== Data for analysis

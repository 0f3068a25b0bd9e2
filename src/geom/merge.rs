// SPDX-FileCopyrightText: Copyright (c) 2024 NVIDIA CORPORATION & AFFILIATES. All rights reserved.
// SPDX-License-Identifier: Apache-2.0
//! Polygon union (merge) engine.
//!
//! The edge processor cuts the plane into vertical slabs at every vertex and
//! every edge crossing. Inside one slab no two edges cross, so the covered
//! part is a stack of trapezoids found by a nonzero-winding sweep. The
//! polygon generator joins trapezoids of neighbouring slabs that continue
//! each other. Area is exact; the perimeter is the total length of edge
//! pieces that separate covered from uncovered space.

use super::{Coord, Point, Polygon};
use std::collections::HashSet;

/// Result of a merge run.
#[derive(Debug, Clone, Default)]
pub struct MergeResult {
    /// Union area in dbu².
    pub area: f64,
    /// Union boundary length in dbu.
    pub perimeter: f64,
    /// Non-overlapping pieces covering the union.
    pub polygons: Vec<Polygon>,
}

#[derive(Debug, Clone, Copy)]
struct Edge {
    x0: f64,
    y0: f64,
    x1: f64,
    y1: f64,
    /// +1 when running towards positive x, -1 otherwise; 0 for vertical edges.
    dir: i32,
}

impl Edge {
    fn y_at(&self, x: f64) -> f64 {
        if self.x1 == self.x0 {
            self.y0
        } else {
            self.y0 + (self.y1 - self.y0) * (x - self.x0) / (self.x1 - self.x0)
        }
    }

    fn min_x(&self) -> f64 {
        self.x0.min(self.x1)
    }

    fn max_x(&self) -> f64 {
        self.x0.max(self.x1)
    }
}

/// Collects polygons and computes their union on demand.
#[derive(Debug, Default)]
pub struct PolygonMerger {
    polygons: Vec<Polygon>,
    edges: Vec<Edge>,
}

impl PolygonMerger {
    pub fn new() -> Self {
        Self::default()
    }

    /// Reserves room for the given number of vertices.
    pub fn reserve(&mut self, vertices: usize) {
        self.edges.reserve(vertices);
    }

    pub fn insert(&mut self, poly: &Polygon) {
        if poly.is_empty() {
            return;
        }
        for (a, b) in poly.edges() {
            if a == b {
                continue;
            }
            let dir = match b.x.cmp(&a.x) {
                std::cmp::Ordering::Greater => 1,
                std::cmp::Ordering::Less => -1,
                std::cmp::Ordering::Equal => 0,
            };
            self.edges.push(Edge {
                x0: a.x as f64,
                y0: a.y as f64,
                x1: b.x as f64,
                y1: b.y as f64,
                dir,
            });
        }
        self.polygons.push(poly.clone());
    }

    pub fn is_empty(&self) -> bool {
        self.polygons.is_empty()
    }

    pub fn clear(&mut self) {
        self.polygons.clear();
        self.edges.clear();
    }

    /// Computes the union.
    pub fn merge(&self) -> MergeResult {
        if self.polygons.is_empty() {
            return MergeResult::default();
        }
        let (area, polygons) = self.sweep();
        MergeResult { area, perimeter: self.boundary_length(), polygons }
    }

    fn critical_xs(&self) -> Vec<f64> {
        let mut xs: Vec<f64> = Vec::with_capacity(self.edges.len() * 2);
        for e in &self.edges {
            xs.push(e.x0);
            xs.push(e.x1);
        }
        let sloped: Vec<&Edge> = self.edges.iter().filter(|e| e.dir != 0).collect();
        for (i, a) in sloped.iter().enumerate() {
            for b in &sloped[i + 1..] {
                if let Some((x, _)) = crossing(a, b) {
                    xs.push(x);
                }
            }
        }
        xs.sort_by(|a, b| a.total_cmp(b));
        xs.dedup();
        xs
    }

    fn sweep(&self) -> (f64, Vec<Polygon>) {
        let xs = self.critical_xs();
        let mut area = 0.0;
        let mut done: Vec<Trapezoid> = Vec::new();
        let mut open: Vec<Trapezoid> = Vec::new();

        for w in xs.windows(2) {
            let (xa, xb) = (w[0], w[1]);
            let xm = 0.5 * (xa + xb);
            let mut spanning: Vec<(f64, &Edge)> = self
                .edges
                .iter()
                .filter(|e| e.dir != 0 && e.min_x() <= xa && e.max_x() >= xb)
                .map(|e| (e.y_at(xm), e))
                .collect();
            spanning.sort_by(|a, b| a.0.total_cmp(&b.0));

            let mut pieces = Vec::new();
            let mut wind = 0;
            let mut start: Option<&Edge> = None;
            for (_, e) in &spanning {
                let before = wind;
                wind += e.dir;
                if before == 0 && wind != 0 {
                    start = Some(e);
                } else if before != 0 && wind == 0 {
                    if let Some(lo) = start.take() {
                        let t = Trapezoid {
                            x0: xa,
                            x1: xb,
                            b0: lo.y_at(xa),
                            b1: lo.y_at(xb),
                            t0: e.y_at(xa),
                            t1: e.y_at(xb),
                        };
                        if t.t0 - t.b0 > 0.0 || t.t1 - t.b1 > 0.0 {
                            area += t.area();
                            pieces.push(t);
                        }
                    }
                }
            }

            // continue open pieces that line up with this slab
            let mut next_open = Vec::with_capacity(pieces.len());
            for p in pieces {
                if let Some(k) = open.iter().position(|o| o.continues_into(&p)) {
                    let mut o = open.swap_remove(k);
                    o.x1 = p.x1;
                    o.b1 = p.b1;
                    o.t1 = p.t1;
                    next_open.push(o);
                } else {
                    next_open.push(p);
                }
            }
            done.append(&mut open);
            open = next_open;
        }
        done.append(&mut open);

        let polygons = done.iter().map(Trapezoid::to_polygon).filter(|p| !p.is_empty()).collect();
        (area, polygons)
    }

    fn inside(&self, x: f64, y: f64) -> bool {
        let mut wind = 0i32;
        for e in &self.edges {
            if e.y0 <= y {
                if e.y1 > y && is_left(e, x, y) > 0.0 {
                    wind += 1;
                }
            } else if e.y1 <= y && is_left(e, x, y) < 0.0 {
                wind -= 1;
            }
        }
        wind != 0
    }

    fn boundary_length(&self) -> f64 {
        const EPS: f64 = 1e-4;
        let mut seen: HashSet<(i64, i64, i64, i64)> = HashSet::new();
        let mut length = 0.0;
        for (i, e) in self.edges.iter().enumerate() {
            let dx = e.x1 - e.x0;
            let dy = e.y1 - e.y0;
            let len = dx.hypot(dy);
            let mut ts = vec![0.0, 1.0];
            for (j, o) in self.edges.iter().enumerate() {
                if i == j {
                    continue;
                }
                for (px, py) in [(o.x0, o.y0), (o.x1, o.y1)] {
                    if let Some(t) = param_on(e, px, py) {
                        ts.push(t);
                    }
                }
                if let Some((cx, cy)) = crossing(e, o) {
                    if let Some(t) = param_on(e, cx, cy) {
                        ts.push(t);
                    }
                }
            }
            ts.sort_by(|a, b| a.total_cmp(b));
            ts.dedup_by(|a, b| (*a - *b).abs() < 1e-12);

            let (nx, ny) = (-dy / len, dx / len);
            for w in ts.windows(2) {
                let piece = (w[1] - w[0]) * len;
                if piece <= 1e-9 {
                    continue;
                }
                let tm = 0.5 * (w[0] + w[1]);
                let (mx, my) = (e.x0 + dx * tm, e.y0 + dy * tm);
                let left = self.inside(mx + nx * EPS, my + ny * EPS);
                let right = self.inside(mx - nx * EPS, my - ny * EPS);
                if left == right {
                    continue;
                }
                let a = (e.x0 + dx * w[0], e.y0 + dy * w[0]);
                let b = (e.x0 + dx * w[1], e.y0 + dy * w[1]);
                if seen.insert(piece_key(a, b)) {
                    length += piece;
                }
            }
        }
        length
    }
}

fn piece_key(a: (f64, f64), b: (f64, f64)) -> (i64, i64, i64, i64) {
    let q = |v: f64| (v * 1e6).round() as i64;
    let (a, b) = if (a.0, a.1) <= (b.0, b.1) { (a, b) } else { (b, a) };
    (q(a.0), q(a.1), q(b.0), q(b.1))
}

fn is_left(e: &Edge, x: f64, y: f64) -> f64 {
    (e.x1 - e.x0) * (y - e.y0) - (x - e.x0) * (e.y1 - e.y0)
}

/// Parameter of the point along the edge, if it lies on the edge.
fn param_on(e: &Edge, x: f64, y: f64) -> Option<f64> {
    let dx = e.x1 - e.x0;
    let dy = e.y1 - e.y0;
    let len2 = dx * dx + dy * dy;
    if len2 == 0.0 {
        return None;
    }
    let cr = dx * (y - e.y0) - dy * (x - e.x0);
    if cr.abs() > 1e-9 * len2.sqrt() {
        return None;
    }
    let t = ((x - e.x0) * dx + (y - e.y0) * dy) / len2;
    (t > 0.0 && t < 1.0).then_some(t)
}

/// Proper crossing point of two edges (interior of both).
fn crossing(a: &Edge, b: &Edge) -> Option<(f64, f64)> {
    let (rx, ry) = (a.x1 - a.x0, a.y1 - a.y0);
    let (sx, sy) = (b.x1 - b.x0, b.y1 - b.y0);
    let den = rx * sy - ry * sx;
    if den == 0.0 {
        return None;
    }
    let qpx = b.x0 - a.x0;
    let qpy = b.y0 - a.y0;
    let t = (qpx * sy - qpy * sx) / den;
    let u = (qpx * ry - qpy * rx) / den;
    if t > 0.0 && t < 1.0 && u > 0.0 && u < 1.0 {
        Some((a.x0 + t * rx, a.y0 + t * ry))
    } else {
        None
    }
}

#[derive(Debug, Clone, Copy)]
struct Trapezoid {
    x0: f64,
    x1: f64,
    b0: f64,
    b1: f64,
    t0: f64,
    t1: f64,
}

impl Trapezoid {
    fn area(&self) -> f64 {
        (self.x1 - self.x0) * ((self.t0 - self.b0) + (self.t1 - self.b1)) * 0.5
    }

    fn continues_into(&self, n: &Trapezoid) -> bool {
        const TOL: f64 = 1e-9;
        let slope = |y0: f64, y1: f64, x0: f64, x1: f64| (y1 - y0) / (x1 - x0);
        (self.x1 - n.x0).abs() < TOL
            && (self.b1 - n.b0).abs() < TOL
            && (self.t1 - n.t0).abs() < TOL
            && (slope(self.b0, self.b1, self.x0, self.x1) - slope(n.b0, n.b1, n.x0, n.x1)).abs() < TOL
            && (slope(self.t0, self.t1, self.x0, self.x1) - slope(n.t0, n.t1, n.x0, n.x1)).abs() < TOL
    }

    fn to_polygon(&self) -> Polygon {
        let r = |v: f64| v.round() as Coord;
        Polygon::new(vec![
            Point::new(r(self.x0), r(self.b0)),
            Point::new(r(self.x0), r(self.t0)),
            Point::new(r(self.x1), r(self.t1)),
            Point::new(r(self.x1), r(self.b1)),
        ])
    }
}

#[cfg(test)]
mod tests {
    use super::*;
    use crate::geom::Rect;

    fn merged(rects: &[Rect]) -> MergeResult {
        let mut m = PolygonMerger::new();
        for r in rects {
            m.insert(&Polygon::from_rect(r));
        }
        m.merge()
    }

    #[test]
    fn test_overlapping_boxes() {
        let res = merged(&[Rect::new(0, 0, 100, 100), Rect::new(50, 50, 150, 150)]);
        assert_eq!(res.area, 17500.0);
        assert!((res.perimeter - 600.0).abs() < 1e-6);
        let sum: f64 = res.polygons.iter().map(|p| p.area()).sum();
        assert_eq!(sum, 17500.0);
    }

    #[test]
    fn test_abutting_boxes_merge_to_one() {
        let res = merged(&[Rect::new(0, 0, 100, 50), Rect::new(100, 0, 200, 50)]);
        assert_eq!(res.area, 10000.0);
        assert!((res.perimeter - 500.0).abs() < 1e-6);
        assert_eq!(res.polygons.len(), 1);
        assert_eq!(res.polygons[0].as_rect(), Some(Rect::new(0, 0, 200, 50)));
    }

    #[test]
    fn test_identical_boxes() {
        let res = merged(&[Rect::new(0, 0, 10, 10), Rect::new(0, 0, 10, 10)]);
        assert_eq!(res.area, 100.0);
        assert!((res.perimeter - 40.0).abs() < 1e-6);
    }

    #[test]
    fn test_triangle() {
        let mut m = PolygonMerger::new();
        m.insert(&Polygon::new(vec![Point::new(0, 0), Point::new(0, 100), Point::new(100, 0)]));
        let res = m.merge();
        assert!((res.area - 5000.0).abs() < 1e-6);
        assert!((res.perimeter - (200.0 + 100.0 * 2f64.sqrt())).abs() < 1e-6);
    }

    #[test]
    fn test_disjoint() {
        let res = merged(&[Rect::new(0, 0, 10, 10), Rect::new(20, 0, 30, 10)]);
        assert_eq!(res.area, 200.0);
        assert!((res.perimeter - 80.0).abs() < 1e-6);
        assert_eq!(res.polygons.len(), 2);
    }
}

====

● Work request
Could you show every line of the material that includes the string "vertical"?

● Task answer
//! The edge processor cuts the plane into vertical slabs at every vertex and
    /// +1 when running towards positive x, -1 otherwise; 0 for vertical edges.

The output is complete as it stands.